The unfortunate man again let himself down to the extremity of the rope with his head in the noose, but had scarcely hung more than three or four minutes when a person named Brown observed that he much feared the man had hung himself in reality, as animation appeared suspended. To this one of Scott's friends replied, "Oh, he has not hung half his time yet." In two or three minutes after, however, shouts were heard in all directions of "Cut him down." Mr. Brown immediately ascended and raised the poor fellow's arm, which on being let go fell heavily back to its original position by his side.

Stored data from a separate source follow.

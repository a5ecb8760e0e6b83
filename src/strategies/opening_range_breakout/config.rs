use chrono::NaiveTime;
use chrono_tz::Tz;
use serde::{Deserialize, Serialize};

use crate::core::config::{BrokerConfig, StorageConfig};
use crate::core::error::OrbError;
use crate::utils::unified_logger::LogConfig;
use crate::utils::webhook::NotificationConfig;

fn default_strategy_name() -> String {
    "opening_range_breakout".to_string()
}

fn default_log_level() -> String {
    "INFO".to_string()
}

fn default_timezone() -> String {
    "America/New_York".to_string()
}

fn default_open() -> String {
    "09:30".to_string()
}

fn default_close() -> String {
    "16:00".to_string()
}

fn default_range_minutes() -> u32 {
    15
}

fn default_quantity() -> u32 {
    100
}

fn default_max_concurrency() -> usize {
    4
}

fn default_request_timeout_secs() -> u64 {
    10
}

fn default_read_retries() -> u32 {
    2
}

fn default_retry_initial_delay_ms() -> u64 {
    200
}

#[derive(Debug, Clone, Default, Serialize, Deserialize)]
pub struct OrbConfig {
    #[serde(default)]
    pub strategy: StrategyInfo,
    #[serde(default)]
    pub session: SessionConfig,
    #[serde(default)]
    pub order: OrderConfig,
    #[serde(default)]
    pub execution: ExecutionConfig,
    #[serde(default)]
    pub broker: BrokerConfig,
    #[serde(default)]
    pub storage: StorageConfig,
    #[serde(default)]
    pub notification: NotificationConfig,
    #[serde(default)]
    pub logging: LogConfig,
}

#[derive(Debug, Clone, Serialize, Deserialize)]
pub struct StrategyInfo {
    #[serde(default = "default_strategy_name")]
    pub name: String,
    #[serde(default = "default_log_level")]
    pub log_level: String,
    #[serde(default)]
    pub description: Option<String>,
}

impl Default for StrategyInfo {
    fn default() -> Self {
        Self {
            name: default_strategy_name(),
            log_level: default_log_level(),
            description: None,
        }
    }
}

/// 交易时段（交易所本地时间）
#[derive(Debug, Clone, Serialize, Deserialize)]
pub struct SessionConfig {
    #[serde(default = "default_timezone")]
    pub timezone: String,
    /// 开盘时间 HH:MM
    #[serde(default = "default_open")]
    pub open: String,
    /// 收盘时间 HH:MM
    #[serde(default = "default_close")]
    pub close: String,
    /// 开盘区间长度（分钟）
    #[serde(default = "default_range_minutes")]
    pub range_minutes: u32,
}

impl Default for SessionConfig {
    fn default() -> Self {
        Self {
            timezone: default_timezone(),
            open: default_open(),
            close: default_close(),
            range_minutes: default_range_minutes(),
        }
    }
}

impl SessionConfig {
    pub fn tz(&self) -> Result<Tz, OrbError> {
        self.timezone
            .parse::<Tz>()
            .map_err(|e| OrbError::Config(format!("无效时区 {}: {}", self.timezone, e)))
    }

    pub fn open_time(&self) -> Result<NaiveTime, OrbError> {
        parse_hhmm("session.open", &self.open)
    }

    pub fn close_time(&self) -> Result<NaiveTime, OrbError> {
        parse_hhmm("session.close", &self.close)
    }
}

fn parse_hhmm(field: &str, value: &str) -> Result<NaiveTime, OrbError> {
    NaiveTime::parse_from_str(value, "%H:%M")
        .map_err(|e| OrbError::Config(format!("{} 时间格式无效 {}: {}", field, value, e)))
}

#[derive(Debug, Clone, Serialize, Deserialize)]
pub struct OrderConfig {
    /// 固定下单股数
    #[serde(default = "default_quantity")]
    pub quantity: u32,
    /// 只计算不下单
    #[serde(default)]
    pub dry_run: bool,
}

impl Default for OrderConfig {
    fn default() -> Self {
        Self {
            quantity: default_quantity(),
            dry_run: false,
        }
    }
}

#[derive(Debug, Clone, Serialize, Deserialize)]
pub struct ExecutionConfig {
    /// 并发处理的交易对数量上限
    #[serde(default = "default_max_concurrency")]
    pub max_concurrency: usize,
    #[serde(default = "default_request_timeout_secs")]
    pub request_timeout_secs: u64,
    /// 只读请求的重试次数
    #[serde(default = "default_read_retries")]
    pub read_retries: u32,
    #[serde(default = "default_retry_initial_delay_ms")]
    pub retry_initial_delay_ms: u64,
}

impl Default for ExecutionConfig {
    fn default() -> Self {
        Self {
            max_concurrency: default_max_concurrency(),
            request_timeout_secs: default_request_timeout_secs(),
            read_retries: default_read_retries(),
            retry_initial_delay_ms: default_retry_initial_delay_ms(),
        }
    }
}

impl OrbConfig {
    /// 校验配置，失败即为致命错误
    pub fn validate(&self) -> Result<(), OrbError> {
        if self.strategy.name.trim().is_empty() {
            return Err(OrbError::Config("strategy.name 不能为空".to_string()));
        }

        self.session.tz()?;
        let open = self.session.open_time()?;
        let close = self.session.close_time()?;

        if self.session.range_minutes == 0 {
            return Err(OrbError::Config("session.range_minutes 必须大于0".to_string()));
        }
        let range_end = open + chrono::Duration::minutes(self.session.range_minutes as i64);
        if range_end <= open || close <= range_end {
            return Err(OrbError::Config(format!(
                "收盘时间 {} 必须晚于开盘区间结束 {}",
                close,
                range_end.format("%H:%M")
            )));
        }

        if self.order.quantity == 0 {
            return Err(OrbError::Config("order.quantity 必须大于0".to_string()));
        }
        if self.execution.max_concurrency == 0 {
            return Err(OrbError::Config(
                "execution.max_concurrency 必须大于0".to_string(),
            ));
        }
        if self.execution.request_timeout_secs == 0 {
            return Err(OrbError::Config(
                "execution.request_timeout_secs 必须大于0".to_string(),
            ));
        }

        Ok(())
    }
}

This gave convincing proof of the suspension of animation, and renewed cries were raised from all quarters of "Cut him down, cut him down." Some time elapsed before a knife could be procured, and then two persons ascended the ladder, and with the aid of some of the F division of police, succeeded in cutting the man down.

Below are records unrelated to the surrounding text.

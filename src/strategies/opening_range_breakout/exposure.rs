use std::collections::BTreeSet;

use crate::core::types::{OpenOrder, Position};

/// 运行开始时已有挂单或持仓的交易对，本次运行内不再处理
#[derive(Debug, Clone, Default, PartialEq)]
pub struct ExposureSet {
    symbols: BTreeSet<String>,
}

impl ExposureSet {
    pub fn from_snapshot(open_orders: &[OpenOrder], positions: &[Position]) -> Self {
        let symbols = open_orders
            .iter()
            .map(|order| order.symbol.clone())
            .chain(
                positions
                    .iter()
                    .filter(|position| position.quantity != 0.0)
                    .map(|position| position.symbol.clone()),
            )
            .collect();
        Self { symbols }
    }

    pub fn contains(&self, symbol: &str) -> bool {
        self.symbols.contains(symbol)
    }

    pub fn len(&self) -> usize {
        self.symbols.len()
    }

    pub fn is_empty(&self) -> bool {
        self.symbols.is_empty()
    }

    /// 按字母序
    pub fn symbols(&self) -> impl Iterator<Item = &str> {
        self.symbols.iter().map(String::as_str)
    }
}
// 核心策略模块
pub mod common;
pub mod opening_range_breakout;

pub use opening_range_breakout::{OpeningRangeBreakoutStrategy, OrbConfig};
/// 客户端订单ID生成器
///
/// 同一交易对、同一根突破K线总是生成相同的ID，券商会拒绝重复的 client_order_id，
/// 同一天重复运行不会造成重复下单。
use chrono::{DateTime, TimeZone};

/// Alpaca client_order_id 最大长度
const MAX_LENGTH: usize = 48;

/// 订单ID生成器
#[derive(Debug, Clone)]
pub struct OrderIdGenerator {
    strategy_code: String,
}

impl OrderIdGenerator {
    /// 创建新的订单ID生成器
    pub fn new(strategy_name: &str) -> Self {
        Self {
            strategy_code: Self::generate_strategy_code(strategy_name),
        }
    }

    /// 格式: [策略代码]-[YYYYMMDDHHMM]-[交易对]
    pub fn generate<Tz: TimeZone>(&self, symbol: &str, signal_time: &DateTime<Tz>) -> String
    where
        Tz::Offset: std::fmt::Display,
    {
        let clean_symbol: String = symbol
            .chars()
            .filter(|c| c.is_ascii_alphanumeric() || *c == '.')
            .collect();

        let mut order_id = format!(
            "{}-{}-{}",
            self.strategy_code,
            signal_time.format("%Y%m%d%H%M"),
            clean_symbol.to_uppercase()
        );

        if order_id.len() > MAX_LENGTH {
            order_id.truncate(MAX_LENGTH);
        }

        order_id
    }

    /// 生成策略代码：取每个单词的首字母
    fn generate_strategy_code(strategy_name: &str) -> String {
        let code: String = strategy_name
            .split('_')
            .filter_map(|w| w.chars().next())
            .collect::<String>()
            .to_uppercase()
            .chars()
            .take(4)
            .collect();

        if code.is_empty() {
            "X".to_string()
        } else {
            code
        }
    }
}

Mr. Havers, surgeon of the York-road, and another medical gentleman who happened to be upon the spot, immediately stepped forward and opened the jugular vein, and also a vein in the arm, but only a few drops of blood followed; and to all appearances Scott was lifeless. A cart was then procured, in which he was conveyed with all possible speed, followed by hundreds of persons, to Charing-cross Hospital. On his admission, it was ascertained by Dr. Golding, the senior physician of the institution, that life was not quite extinct. Under that gentleman's direction, the unfortunate man was, in the first place, subject to the galvanic process; secondly, cupped between the shoulders; and then, lastly, placed into a warm bath, in which he had been but a few seconds when it was ascertained that the vital spark had fled.
After Scott's death, his widow settled in Deptford.


Minnie said...

Oh, how grisly. Am intrigued though as to just how he contrived to make the knot (a) strong enough to hold for the required time, and (b) loose enough to be slipped. But in the end he even defeated himself with his own 'cleverness' ... But honestly: opening the jugular would certainly finish the poor chap off!

CarolineLD said...

I wonder whether it was just a loop, without a knot - it's hard to picture quite how this worked. It's a shame he didn't learn from his near-hanging at Deptford that hanging by the neck is never a good idea!

I was astonished by jugular-cutting as medical treatment, too; the answer is in Cassell's Household Guide, reproduced on Victorian London:

In cases of hanging, it may be necessary to bleed the patient from the jugular vein or temporal artery, in order to relieve the congestion of the head, but [this operation cannot] be safely undertaken except by a medical man.